Prenatal diagnosis: update on invasive versus noninvasive fetal diagnostic testing from maternal blood

Abstract

The modern obstetrics care includes noninvasive prenatal diagnosis testing such as first trimester screening performed between 11 and 14 weeks’ gestation and second trimester screening performed between 15 and 20 weeks. In these screening tests, biochemical markers are measured in the maternal blood with or without ultrasound for fetal nuchal translucency with reported accuracy of up to 90%. Invasive procedures, including amniocentesis or chorionic villi sampling, are used to achieve over 99% accuracy.

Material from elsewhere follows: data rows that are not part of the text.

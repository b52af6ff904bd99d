//! Linux 平台相关配置子树

use std::collections::BTreeMap;

use serde::{Deserialize, Serialize};

fn is_zero_u64(v: &u64) -> bool {
    *v == 0
}

/// Linux 平台配置
#[derive(Serialize, Deserialize, Debug, Default, Clone, PartialEq)]
pub struct Linux {
    /// UID 映射，内核限制最多 5 条
    #[serde(
        default,
        deserialize_with = "crate::null_default",
        rename = "uidMappings",
        skip_serializing_if = "Vec::is_empty"
    )]
    pub uid_mappings: Vec<LinuxIdMapping>,
    /// GID 映射，内核限制最多 5 条
    #[serde(
        default,
        deserialize_with = "crate::null_default",
        rename = "gidMappings",
        skip_serializing_if = "Vec::is_empty"
    )]
    pub gid_mappings: Vec<LinuxIdMapping>,
    #[serde(
        default,
        deserialize_with = "crate::null_default",
        skip_serializing_if = "BTreeMap::is_empty"
    )]
    pub sysctl: BTreeMap<String, String>,
    #[serde(default, skip_serializing_if = "Option::is_none")]
    pub resources: Option<LinuxResources>,
    #[serde(default, rename = "cgroupsPath", skip_serializing_if = "Option::is_none")]
    pub cgroups_path: Option<String>,
    /// 每种 namespace 类型至多出现一次
    #[serde(
        default,
        deserialize_with = "crate::null_default",
        skip_serializing_if = "Vec::is_empty"
    )]
    pub namespaces: Vec<LinuxNamespace>,
    #[serde(
        default,
        deserialize_with = "crate::null_default",
        skip_serializing_if = "Vec::is_empty"
    )]
    pub devices: Vec<LinuxDevice>,
    #[serde(default, skip_serializing_if = "Option::is_none")]
    pub seccomp: Option<LinuxSeccomp>,
    #[serde(
        default,
        deserialize_with = "crate::null_default",
        rename = "rootfsPropagation",
        skip_serializing_if = "String::is_empty"
    )]
    pub rootfs_propagation: String,
    #[serde(
        default,
        deserialize_with = "crate::null_default",
        rename = "maskedPaths",
        skip_serializing_if = "Vec::is_empty"
    )]
    pub masked_paths: Vec<String>,
    #[serde(
        default,
        deserialize_with = "crate::null_default",
        rename = "readonlyPaths",
        skip_serializing_if = "Vec::is_empty"
    )]
    pub readonly_paths: Vec<String>,
    #[serde(
        default,
        deserialize_with = "crate::null_default",
        rename = "mountLabel",
        skip_serializing_if = "String::is_empty"
    )]
    pub mount_label: String,
}

/// user namespace 的 ID 映射
#[derive(Serialize, Deserialize, Debug, Default, Clone, Copy, PartialEq, Eq)]
pub struct LinuxIdMapping {
    #[serde(default, deserialize_with = "crate::null_default", rename = "hostID")]
    pub host_id: u32,
    #[serde(default, deserialize_with = "crate::null_default", rename = "containerID")]
    pub container_id: u32,
    #[serde(default, deserialize_with = "crate::null_default")]
    pub size: u32,
}

#[derive(Serialize, Deserialize, Debug, Default, Clone, PartialEq, Eq)]
pub struct LinuxNamespace {
    #[serde(rename = "type", default, deserialize_with = "crate::null_default")]
    pub typ: String,
    /// 为空表示新建 namespace，否则加入该路径指向的 namespace
    #[serde(
        default,
        deserialize_with = "crate::null_default",
        skip_serializing_if = "String::is_empty"
    )]
    pub path: String,
}

/// 容器内需要创建的设备节点
#[derive(Serialize, Deserialize, Debug, Default, Clone, PartialEq, Eq)]
pub struct LinuxDevice {
    #[serde(default, deserialize_with = "crate::null_default")]
    pub path: String,
    /// `b`、`c`、`u` 或 `p`
    #[serde(rename = "type", default, deserialize_with = "crate::null_default")]
    pub typ: String,
    #[serde(default, deserialize_with = "crate::null_default")]
    pub major: i64,
    #[serde(default, deserialize_with = "crate::null_default")]
    pub minor: i64,
    #[serde(default, rename = "fileMode", skip_serializing_if = "Option::is_none")]
    pub file_mode: Option<u32>,
    #[serde(default, skip_serializing_if = "Option::is_none")]
    pub uid: Option<u32>,
    #[serde(default, skip_serializing_if = "Option::is_none")]
    pub gid: Option<u32>,
}

// ============================================================================
// Cgroup 资源限制
// ============================================================================

/// Cgroup 资源限制
///
/// 所有数值字段都是可选的，`None` 表示不设置。
#[derive(Serialize, Deserialize, Debug, Default, Clone, PartialEq)]
pub struct LinuxResources {
    /// 设备 cgroup 白名单规则
    #[serde(
        default,
        deserialize_with = "crate::null_default",
        skip_serializing_if = "Vec::is_empty"
    )]
    pub devices: Vec<LinuxDeviceCgroup>,
    #[serde(default, skip_serializing_if = "Option::is_none")]
    pub memory: Option<LinuxMemory>,
    #[serde(default, skip_serializing_if = "Option::is_none")]
    pub cpu: Option<LinuxCpu>,
    #[serde(default, skip_serializing_if = "Option::is_none")]
    pub pids: Option<LinuxPids>,
    #[serde(default, rename = "blockIO", skip_serializing_if = "Option::is_none")]
    pub block_io: Option<LinuxBlockIo>,
    #[serde(
        default,
        deserialize_with = "crate::null_default",
        rename = "hugepageLimits",
        skip_serializing_if = "Vec::is_empty"
    )]
    pub hugepage_limits: Vec<LinuxHugepageLimit>,
    #[serde(default, skip_serializing_if = "Option::is_none")]
    pub network: Option<LinuxNetwork>,
}

#[derive(Serialize, Deserialize, Debug, Default, Clone, PartialEq, Eq)]
pub struct LinuxDeviceCgroup {
    #[serde(default, deserialize_with = "crate::null_default")]
    pub allow: bool,
    /// `a`（全部）、`b` 或 `c`
    #[serde(
        rename = "type",
        default,
        deserialize_with = "crate::null_default",
        skip_serializing_if = "String::is_empty"
    )]
    pub typ: String,
    #[serde(default, skip_serializing_if = "Option::is_none")]
    pub major: Option<i64>,
    #[serde(default, skip_serializing_if = "Option::is_none")]
    pub minor: Option<i64>,
    /// `r`、`w`、`m` 的组合
    #[serde(
        default,
        deserialize_with = "crate::null_default",
        skip_serializing_if = "String::is_empty"
    )]
    pub access: String,
}

#[derive(Serialize, Deserialize, Debug, Default, Clone, PartialEq, Eq)]
pub struct LinuxMemory {
    #[serde(default, skip_serializing_if = "Option::is_none")]
    pub limit: Option<i64>,
    #[serde(default, skip_serializing_if = "Option::is_none")]
    pub reservation: Option<i64>,
    #[serde(default, skip_serializing_if = "Option::is_none")]
    pub swap: Option<i64>,
    #[serde(default, skip_serializing_if = "Option::is_none")]
    pub kernel: Option<i64>,
    #[serde(default, rename = "kernelTCP", skip_serializing_if = "Option::is_none")]
    pub kernel_tcp: Option<i64>,
    #[serde(default, skip_serializing_if = "Option::is_none")]
    pub swappiness: Option<u64>,
    #[serde(default, rename = "disableOOMKiller", skip_serializing_if = "Option::is_none")]
    pub disable_oom_killer: Option<bool>,
}

#[derive(Serialize, Deserialize, Debug, Default, Clone, PartialEq, Eq)]
pub struct LinuxCpu {
    #[serde(default, skip_serializing_if = "Option::is_none")]
    pub shares: Option<u64>,
    #[serde(default, skip_serializing_if = "Option::is_none")]
    pub quota: Option<i64>,
    #[serde(default, skip_serializing_if = "Option::is_none")]
    pub period: Option<u64>,
    #[serde(default, rename = "realtimeRuntime", skip_serializing_if = "Option::is_none")]
    pub realtime_runtime: Option<i64>,
    #[serde(default, rename = "realtimePeriod", skip_serializing_if = "Option::is_none")]
    pub realtime_period: Option<u64>,
    #[serde(
        default,
        deserialize_with = "crate::null_default",
        skip_serializing_if = "String::is_empty"
    )]
    pub cpus: String,
    #[serde(
        default,
        deserialize_with = "crate::null_default",
        skip_serializing_if = "String::is_empty"
    )]
    pub mems: String,
}

#[derive(Serialize, Deserialize, Debug, Default, Clone, Copy, PartialEq, Eq)]
pub struct LinuxPids {
    #[serde(default, deserialize_with = "crate::null_default")]
    pub limit: i64,
}

#[derive(Serialize, Deserialize, Debug, Default, Clone, PartialEq, Eq)]
pub struct LinuxBlockIo {
    #[serde(default, skip_serializing_if = "Option::is_none")]
    pub weight: Option<u16>,
    #[serde(default, rename = "leafWeight", skip_serializing_if = "Option::is_none")]
    pub leaf_weight: Option<u16>,
    #[serde(
        default,
        deserialize_with = "crate::null_default",
        rename = "weightDevice",
        skip_serializing_if = "Vec::is_empty"
    )]
    pub weight_device: Vec<LinuxWeightDevice>,
    #[serde(
        default,
        deserialize_with = "crate::null_default",
        rename = "throttleReadBpsDevice",
        skip_serializing_if = "Vec::is_empty"
    )]
    pub throttle_read_bps_device: Vec<LinuxThrottleDevice>,
    #[serde(
        default,
        deserialize_with = "crate::null_default",
        rename = "throttleWriteBpsDevice",
        skip_serializing_if = "Vec::is_empty"
    )]
    pub throttle_write_bps_device: Vec<LinuxThrottleDevice>,
    #[serde(
        default,
        deserialize_with = "crate::null_default",
        rename = "throttleReadIOPSDevice",
        skip_serializing_if = "Vec::is_empty"
    )]
    pub throttle_read_iops_device: Vec<LinuxThrottleDevice>,
    #[serde(
        default,
        deserialize_with = "crate::null_default",
        rename = "throttleWriteIOPSDevice",
        skip_serializing_if = "Vec::is_empty"
    )]
    pub throttle_write_iops_device: Vec<LinuxThrottleDevice>,
}

#[derive(Serialize, Deserialize, Debug, Default, Clone, Copy, PartialEq, Eq)]
pub struct LinuxWeightDevice {
    #[serde(default, deserialize_with = "crate::null_default")]
    pub major: i64,
    #[serde(default, deserialize_with = "crate::null_default")]
    pub minor: i64,
    #[serde(default, skip_serializing_if = "Option::is_none")]
    pub weight: Option<u16>,
    #[serde(default, rename = "leafWeight", skip_serializing_if = "Option::is_none")]
    pub leaf_weight: Option<u16>,
}

#[derive(Serialize, Deserialize, Debug, Default, Clone, Copy, PartialEq, Eq)]
pub struct LinuxThrottleDevice {
    #[serde(default, deserialize_with = "crate::null_default")]
    pub major: i64,
    #[serde(default, deserialize_with = "crate::null_default")]
    pub minor: i64,
    #[serde(default, deserialize_with = "crate::null_default")]
    pub rate: u64,
}

#[derive(Serialize, Deserialize, Debug, Default, Clone, PartialEq, Eq)]
pub struct LinuxHugepageLimit {
    /// 页大小，例如 `2MB`
    #[serde(default, deserialize_with = "crate::null_default", rename = "pageSize")]
    pub page_size: String,
    #[serde(default, deserialize_with = "crate::null_default")]
    pub limit: u64,
}

#[derive(Serialize, Deserialize, Debug, Default, Clone, PartialEq, Eq)]
pub struct LinuxNetwork {
    #[serde(default, rename = "classID", skip_serializing_if = "Option::is_none")]
    pub class_id: Option<u32>,
    #[serde(
        default,
        deserialize_with = "crate::null_default",
        skip_serializing_if = "Vec::is_empty"
    )]
    pub priorities: Vec<LinuxInterfacePriority>,
}

#[derive(Serialize, Deserialize, Debug, Default, Clone, PartialEq, Eq)]
pub struct LinuxInterfacePriority {
    #[serde(default, deserialize_with = "crate::null_default")]
    pub name: String,
    #[serde(default, deserialize_with = "crate::null_default")]
    pub priority: u32,
}

// ============================================================================
// Seccomp
// ============================================================================

/// Seccomp 过滤配置
///
/// `architectures` 语义上是集合；`syscalls` 是有序规则列表，
/// 由生成器的合并算法维护。
#[derive(Serialize, Deserialize, Debug, Default, Clone, PartialEq, Eq)]
pub struct LinuxSeccomp {
    #[serde(default, deserialize_with = "crate::null_default", rename = "defaultAction")]
    pub default_action: String,
    #[serde(
        default,
        deserialize_with = "crate::null_default",
        skip_serializing_if = "Vec::is_empty"
    )]
    pub architectures: Vec<String>,
    #[serde(
        default,
        deserialize_with = "crate::null_default",
        skip_serializing_if = "Vec::is_empty"
    )]
    pub syscalls: Vec<LinuxSyscall>,
}

/// 一条系统调用规则
#[derive(Serialize, Deserialize, Debug, Default, Clone, PartialEq, Eq)]
pub struct LinuxSyscall {
    #[serde(default, deserialize_with = "crate::null_default")]
    pub names: Vec<String>,
    #[serde(default, deserialize_with = "crate::null_default")]
    pub action: String,
    #[serde(
        default,
        deserialize_with = "crate::null_default",
        skip_serializing_if = "Vec::is_empty"
    )]
    pub args: Vec<LinuxSeccompArg>,
}

impl LinuxSyscall {
    /// 规则是否覆盖指定系统调用
    pub fn matches(&self, name: &str) -> bool {
        self.names.iter().any(|n| n == name)
    }
}

/// 系统调用参数比较条件
#[derive(Serialize, Deserialize, Debug, Default, Clone, PartialEq, Eq)]
pub struct LinuxSeccompArg {
    #[serde(default, deserialize_with = "crate::null_default")]
    pub index: u32,
    #[serde(default, deserialize_with = "crate::null_default")]
    pub value: u64,
    #[serde(
        default,
        deserialize_with = "crate::null_default",
        rename = "valueTwo",
        skip_serializing_if = "is_zero_u64"
    )]
    pub value_two: u64,
    #[serde(default, deserialize_with = "crate::null_default")]
    pub op: String,
}

impl Linux {
    /// 查找指定类型的 namespace
    pub fn namespace(&self, typ: &str) -> Option<&LinuxNamespace> {
        self.namespaces.iter().find(|ns| ns.typ == typ)
    }
}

During these procedures direct fetal material is examined and, therefore, these tests are highly accurate with the caveat of a small risk for pregnancy loss. Much research now focuses on other noninvasive highly accurate and risk-free tests that will identify fetal material in the maternal blood. Fetal cells and fetal DNA/RNA provide fetal information but are hard to find in an overwhelming background of maternal cells and in the absence of specific fetal cell markers. The most experience has been accumulated with fetal rhesus and fetal sex determination from maternal blood, with an accuracy of up to 100% by using gene sequences that are absent from maternal blood. Although not clinically applicable yet, fetal cells, fetal DNA/RNA and fetal proteomics in combination with cutting edge technology are described to prenatally diagnose aneuploidies and single-gene disorders.